AIM OF THE TASK —
Scan the following material for the string "failed" and copy each line in which it appears.

DATA IN THIS EXERCISE —
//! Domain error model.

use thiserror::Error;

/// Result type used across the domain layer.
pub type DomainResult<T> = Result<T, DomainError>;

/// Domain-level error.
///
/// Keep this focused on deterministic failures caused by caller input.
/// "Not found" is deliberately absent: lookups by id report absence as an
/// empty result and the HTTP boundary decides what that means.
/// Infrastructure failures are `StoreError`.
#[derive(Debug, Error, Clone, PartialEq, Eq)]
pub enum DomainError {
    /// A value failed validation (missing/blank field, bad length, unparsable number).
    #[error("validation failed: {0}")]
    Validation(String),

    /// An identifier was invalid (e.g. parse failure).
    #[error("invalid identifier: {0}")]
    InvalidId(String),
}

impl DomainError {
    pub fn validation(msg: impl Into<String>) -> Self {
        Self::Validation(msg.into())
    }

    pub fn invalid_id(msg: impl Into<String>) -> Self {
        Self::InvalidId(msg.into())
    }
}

RESPONSE FOR THIS EXERCISE —
    /// A value failed validation (missing/blank field, bad length, unparsable number).
    #[error("validation failed: {0}")]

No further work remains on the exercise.